To investigate if diagnosis or presence of a carer influenced LCADL scores, LCADL scores were compared between the three main patient groups (COPD, interstitial lung disease (ILD) and cancer) and between patients with and without a carer present using Mann–Whitney U test. Data were analysed using the Statistical Package for Social Science for Windows, version 19 (SPSS Inc., Chicago, IL, USA). p < 0.05 was considered significant.
Data reporting
We searched http://www.equator-network.org/ for publishing guideline for validation studies for health/symptom questionnaires. No publication guidelines were returned; therefore, we report our data in line with Terwee et al.’s 18 quality criteria for reporting measurement properties of health status questionnaires.
Results
A total of 105 patients were recruited to the main study; 7 with regard to this secondary data analysis, nine patients (COPD = 4, Cancer = 3, ILD = 2) were excluded due to incomplete or missing LCADL data.
Eight patients were excluded as they didn’t have a primary respiratory diagnosis (5 = heart failure) or they had an atypical/complex diagnosis (left lower lobe collapse of unknown aetiology associated with severe symptoms; lupus, shrinking lung syndrome and rheumatoid arthritis; severe asthma and gastro-oesophageal reflux disease). A total of 88 patients were included in the data analysis for this article.

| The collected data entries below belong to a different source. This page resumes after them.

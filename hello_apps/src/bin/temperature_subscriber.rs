/// Chocolate temperature subscriber
///
/// Prints readings from every sensor publishing on "ChocolateTemperature".
use hello_core::args::{self, ParseOutcome};
use hello_core::{app, ApplicationArguments, Temperature};
use std::process::ExitCode;

#[tokio::main]
async fn main() -> ExitCode {
    let args = match args::parse::<ApplicationArguments>() {
        ParseOutcome::Run(args) => args,
        ParseOutcome::Exit => return ExitCode::SUCCESS,
        ParseOutcome::Failure => return ExitCode::FAILURE,
    };

    let run_args = args.clone();
    hello_apps::launch("temperature_subscriber", &args, |config, shutdown| async move {
        app::subscribe::<Temperature>(&config, &run_args, &shutdown).await
    })
    .await
}
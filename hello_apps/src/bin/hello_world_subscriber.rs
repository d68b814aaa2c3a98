/// Hello World subscriber
///
/// Prints every HelloMessage received on "Example HelloMessage" until the
/// sample count is reached or the process is asked to stop.
use hello_core::args::{self, ParseOutcome};
use hello_core::{app, ApplicationArguments, HelloMessage};
use std::process::ExitCode;

#[tokio::main]
async fn main() -> ExitCode {
    let args = match args::parse::<ApplicationArguments>() {
        ParseOutcome::Run(args) => args,
        ParseOutcome::Exit => return ExitCode::SUCCESS,
        ParseOutcome::Failure => return ExitCode::FAILURE,
    };

    let run_args = args.clone();
    hello_apps::launch("hello_world_subscriber", &args, |config, shutdown| async move {
        app::subscribe::<HelloMessage>(&config, &run_args, &shutdown).await
    })
    .await
}
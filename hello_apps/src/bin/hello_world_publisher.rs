/// Hello World publisher
///
/// Writes an empty HelloMessage on "Example HelloMessage" every few seconds
/// until the sample count is reached or the process is asked to stop.
use hello_core::args::{self, ParseOutcome};
use hello_core::{app, ApplicationArguments, HelloMessage};
use std::process::ExitCode;

#[tokio::main]
async fn main() -> ExitCode {
    let args = match args::parse::<ApplicationArguments>() {
        ParseOutcome::Run(args) => args,
        ParseOutcome::Exit => return ExitCode::SUCCESS,
        ParseOutcome::Failure => return ExitCode::FAILURE,
    };

    let run_args = args.clone();
    hello_apps::launch("hello_world_publisher", &args, |config, shutdown| async move {
        app::publish(&config, &run_args, &shutdown, |_| HelloMessage::default()).await
    })
    .await
}
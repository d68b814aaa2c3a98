//! Zenoh publisher for one topic

use super::traits::SampleWriter;
use crate::error::{HelloError, HelloResult};
use crate::messages::Topic;
use std::marker::PhantomData;

/// Typed wrapper around a declared Zenoh publisher
pub struct Publisher<T> {
    pub(super) inner: zenoh::pubsub::Publisher<'static>,
    pub(super) key_expr: String,
    pub(super) _phantom: PhantomData<T>,
}

impl<T: Topic> Publisher<T> {
    /// Serialize `sample` and put it on the bus
    pub async fn write(&self, sample: &T) -> HelloResult<()> {
        let payload = serde_json::to_vec(sample)?;
        self.inner
            .put(payload)
            .await
            .map_err(|e| HelloError::publish(&self.key_expr, e))
    }

    pub fn key_expr(&self) -> &str {
        &self.key_expr
    }

    /// Release the publisher before the session goes away
    pub async fn undeclare(self) -> HelloResult<()> {
        let key_expr = self.key_expr;
        self.inner
            .undeclare()
            .await
            .map_err(|e| HelloError::publish(&key_expr, format!("undeclare failed: {}", e)))
    }
}

impl<T: Topic> SampleWriter<T> for Publisher<T> {
    fn key_expr(&self) -> &str {
        &self.key_expr
    }

    async fn write(&self, sample: &T) -> HelloResult<()> {
        Publisher::write(self, sample).await
    }
}

impl<T> std::fmt::Debug for Publisher<T> {
    fn fmt(&self, f: &mut std::fmt::Formatter<'_>) -> std::fmt::Result {
        f.debug_struct("Publisher").field("key_expr", &self.key_expr).finish()
    }
}
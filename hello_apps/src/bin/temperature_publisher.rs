/// Chocolate temperature publisher
///
/// Streams simulated tempering-machine readings (30-32 degrees) for one
/// sensor on "ChocolateTemperature".
use hello_core::args::{self, ParseOutcome};
use hello_core::{app, Temperature, TemperatureArguments};
use rand::rngs::StdRng;
use rand::SeedableRng;
use std::process::ExitCode;

#[tokio::main]
async fn main() -> ExitCode {
    let args = match args::parse::<TemperatureArguments>() {
        ParseOutcome::Run(args) => args,
        ParseOutcome::Exit => return ExitCode::SUCCESS,
        ParseOutcome::Failure => return ExitCode::FAILURE,
    };

    let TemperatureArguments { common, sensor_id } = args;
    let run_args = common.clone();
    hello_apps::launch("temperature_publisher", &common, |config, shutdown| async move {
        let mut rng = StdRng::from_entropy();
        app::publish(&config, &run_args, &shutdown, |_| {
            Temperature::sample(&sensor_id, &mut rng)
        })
        .await
    })
    .await
}
/// Tempering station
///
/// Streams the tempering machine's temperature, takes chocolate lots queued
/// for TEMPERING_CONTROLLER and reports each one as processing.
use hello_core::args::{self, ParseOutcome};
use hello_core::{factory, TemperatureArguments};
use std::process::ExitCode;

#[tokio::main]
async fn main() -> ExitCode {
    let args = match args::parse::<TemperatureArguments>() {
        ParseOutcome::Run(args) => args,
        ParseOutcome::Exit => return ExitCode::SUCCESS,
        ParseOutcome::Failure => return ExitCode::FAILURE,
    };

    let run_args = args.clone();
    hello_apps::launch("tempering_application", &args.common, |config, shutdown| async move {
        factory::run_tempering(&config, &run_args, &shutdown).await
    })
    .await
}
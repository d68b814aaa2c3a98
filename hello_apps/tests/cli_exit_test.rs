// Exit status and output of the programs for help, bad parameters,
// runtime errors and termination signals
use std::process::Command;

const PROGRAMS: [&str; 6] = [
    env!("CARGO_BIN_EXE_hello_world_publisher"),
    env!("CARGO_BIN_EXE_hello_world_subscriber"),
    env!("CARGO_BIN_EXE_temperature_publisher"),
    env!("CARGO_BIN_EXE_temperature_subscriber"),
    env!("CARGO_BIN_EXE_tempering_application"),
    env!("CARGO_BIN_EXE_monitoring_ctrl_application"),
];

#[test]
fn test_help_exits_successfully() {
    for program in PROGRAMS {
        let output = Command::new(program).arg("--help").output().unwrap();
        assert!(output.status.success(), "{} --help failed", program);
        let usage = String::from_utf8_lossy(&output.stdout);
        assert!(usage.contains("--domain"), "{}", usage);
        assert!(usage.contains("--sample-count"), "{}", usage);
        assert!(usage.contains("--verbosity"), "{}", usage);
    }
}

#[test]
fn test_bad_parameter_fails() {
    for program in PROGRAMS {
        let status = Command::new(program).arg("--no-such-flag").status().unwrap();
        assert_eq!(status.code(), Some(1), "{}", program);
    }
}

#[test]
fn test_verbosity_out_of_range_fails() {
    let status = Command::new(PROGRAMS[0]).args(["-v", "9"]).status().unwrap();
    assert_eq!(status.code(), Some(1));
}

#[test]
fn test_sensor_programs_list_sensor_id() {
    for program in [PROGRAMS[2], PROGRAMS[4]] {
        let output = Command::new(program).arg("--help").output().unwrap();
        assert!(String::from_utf8_lossy(&output.stdout).contains("--sensor-id"), "{}", program);
    }
}

#[test]
fn test_missing_config_file_fails() {
    let status = Command::new(PROGRAMS[0])
        .args(["--config", "/nonexistent/hello_bus.toml", "-s", "1"])
        .status()
        .unwrap();
    assert_eq!(status.code(), Some(1));
}

#[test]
fn test_failure_reported_on_stderr_with_logging_off() {
    let output = Command::new(PROGRAMS[5])
        .args(["--config", "/nonexistent/hello_bus.toml"])
        .env("RUST_LOG", "off")
        .output()
        .unwrap();
    assert_eq!(output.status.code(), Some(1));
    let stderr = String::from_utf8_lossy(&output.stderr);
    assert!(stderr.contains("Exception in monitoring_ctrl_application"), "{}", stderr);
    assert!(stderr.contains("loading configuration"), "{}", stderr);
}

#[cfg(unix)]
#[test]
fn test_sigint_ends_unbounded_publisher() {
    use nix::sys::signal::{kill, Signal};
    use nix::unistd::Pid;
    use std::io::{BufRead, BufReader, Read, Write};
    use std::process::Stdio;
    use std::time::{Duration, Instant};

    let mut config = tempfile::Builder::new().suffix(".toml").tempfile().unwrap();
    writeln!(config, "listen = [\"tcp/127.0.0.1:0\"]").unwrap();
    writeln!(config, "multicast_scouting = false").unwrap();
    config.flush().unwrap();

    let mut child = Command::new(PROGRAMS[0])
        .args(["-s", "0", "--config"])
        .arg(config.path())
        .env("RUST_LOG", "off")
        .stdout(Stdio::piped())
        .stderr(Stdio::null())
        .spawn()
        .unwrap();

    let mut stdout = BufReader::new(child.stdout.take().unwrap());
    let mut first = String::new();
    stdout.read_line(&mut first).unwrap();
    assert_eq!(first.trim_end(), "Writing HelloMessage, count 0");

    // The publisher is now in its 4 s wait after the first sample
    kill(Pid::from_raw(child.id() as i32), Signal::SIGINT).unwrap();

    let deadline = Instant::now() + Duration::from_secs(3);
    let status = loop {
        if let Some(status) = child.try_wait().unwrap() {
            break status;
        }
        if Instant::now() > deadline {
            child.kill().ok();
            panic!("publisher still running after SIGINT");
        }
        std::thread::sleep(Duration::from_millis(20));
    };

    let mut rest = String::new();
    stdout.read_to_string(&mut rest).unwrap();
    assert!(status.success(), "{:?}", status);
    assert!(rest.contains("preparing to shut down..."), "{}", rest);
}
//! Classification engine boundary
//!
//! The engine itself is an opaque, pre-trained component; this module only
//! defines the contract it is consumed through. The engine reads audio
//! exclusively via [`SignalWindow`](crate::audio::adapter::SignalWindow) and
//! returns a ranked label set plus timing metadata. Errors propagate to the
//! driver and are not retried here.
//!
//! - Best-class reduction lives in [`reducer`]
//! - A small stand-in engine for the shipped binary lives in [`heuristic`]

pub mod heuristic;
pub mod reducer;

use crate::audio::adapter::SignalWindow;
use thiserror::Error;

/// Errors reported by a classification engine
#[derive(Error, Debug)]
pub enum ClassifyError {
    #[error("classification engine failed: {0}")]
    Engine(String),

    #[error("signal window too short: {actual} samples, need {required}")]
    WindowTooShort { actual: usize, required: usize },
}

/// One labeled confidence from the engine
#[derive(Debug, Clone)]
pub struct Score {
    pub label: String,
    /// Confidence in `[0, 1]`. The set is not guaranteed to sum to 1.
    pub confidence: f32,
}

/// Stage durations reported by the engine
#[derive(Debug, Clone, Copy, Default)]
pub struct Timing {
    pub dsp_ms: u64,
    pub classification_ms: u64,
    pub anomaly_ms: u64,
}

/// Ranked result set for one window
#[derive(Debug, Clone, Default)]
pub struct Classification {
    /// Label/confidence pairs in model order (count fixed by the model)
    pub scores: Vec<Score>,
    pub timing: Timing,
    /// Optional anomaly score, if the model computes one
    pub anomaly: Option<f32>,
}

/// The boundary every classification engine is consumed through
///
/// Deterministic given identical signal content and model; may take a
/// bounded but variable time, reported via [`Timing`].
pub trait Classifier {
    fn classify(&mut self, window: &SignalWindow) -> Result<Classification, ClassifyError>;

    /// Human-readable engine name for status output
    fn name(&self) -> &'static str;
}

Table 1 summarises the participant demographics, pulmonary function and NRS breathlessness scores. Individual item scores for the LCADL are summarised in Figure 1. In all, 11 (12.5%) patients reported little impact of their breathing on their normal ADLs; however, the majority of patients (77 (87.5%)) reported that their breathing impacted a lot on their normal ADLs.
Participant demographics, pulmonary function and NRS breathlessness scores.
NRS: numerical rating scale; COPD: chronic obstructive pulmonary disease; ILD: interstitial lung disease; FEV1: forced expiratory volume in 1 s; VC: vital capacity; SaO2: oxygen saturation.
Primary cancer type; lung cancer = 12, metastatic breast cancer = 2, metastatic colon cancer = 1, metastatic prostate cancer = 1 and haematological (myeloma, lymphoma) = 2.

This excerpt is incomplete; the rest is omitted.